From the listing below, pull each line that includes "commands".

◆ TASK INPUTS ◆
--- START ---
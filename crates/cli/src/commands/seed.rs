use crate::commands::{open_database, prepare, CommandFailure, CommandResult};
use claimflow_db::{DemoSeedDataset, SeedResult};

pub fn run() -> CommandResult {
    let (config, runtime) = match prepare("seed") {
        Ok(prepared) => prepared,
        Err(failure) => return failure,
    };

    let result = runtime.block_on(async {
        let pool = open_database(&config).await?;

        let seed_result = DemoSeedDataset::load(&pool)
            .await
            .map_err(|error| ("seed_execution", error.to_string(), 5u8))?;
        let verification = DemoSeedDataset::verify(&pool)
            .await
            .map_err(|error| ("seed_verification", error.to_string(), 6u8))?;

        let run_result: Result<SeedResult, CommandFailure> = if verification.all_present {
            Ok(seed_result)
        } else {
            let failed_checks = verification
                .checks
                .iter()
                .filter_map(|(check, passed)| (!passed).then_some(*check))
                .collect::<Vec<_>>();
            Err((
                "seed_verification",
                format!("seed verification failed for checks: {}", failed_checks.join(", ")),
                6u8,
            ))
        };

        pool.close().await;
        run_result
    });

    match result {
        Ok(seeded) => {
            let claim_lines: Vec<String> = seeded
                .claims
                .iter()
                .map(|claim| format!("  - {} ({})", claim.claim_id, claim.description))
                .collect();
            let message = format!(
                "seeded organization {} with {} profiles, {} rules and {} claims:\n{}",
                seeded.organization_id,
                seeded.profiles,
                seeded.rules,
                seeded.claims.len(),
                claim_lines.join("\n")
            );
            CommandResult::success_with("seed", message, &seeded)
        }
        Err((error_class, message, exit_code)) => {
            CommandResult::failure("seed", error_class, message, exit_code)
        }
    }
}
--- END ---
◆ SOLUTION TO THE EXERCISE ◆
filename crates/cli/src/commands/seed.rs
use crate::commands::{open_database, prepare, CommandFailure, CommandResult};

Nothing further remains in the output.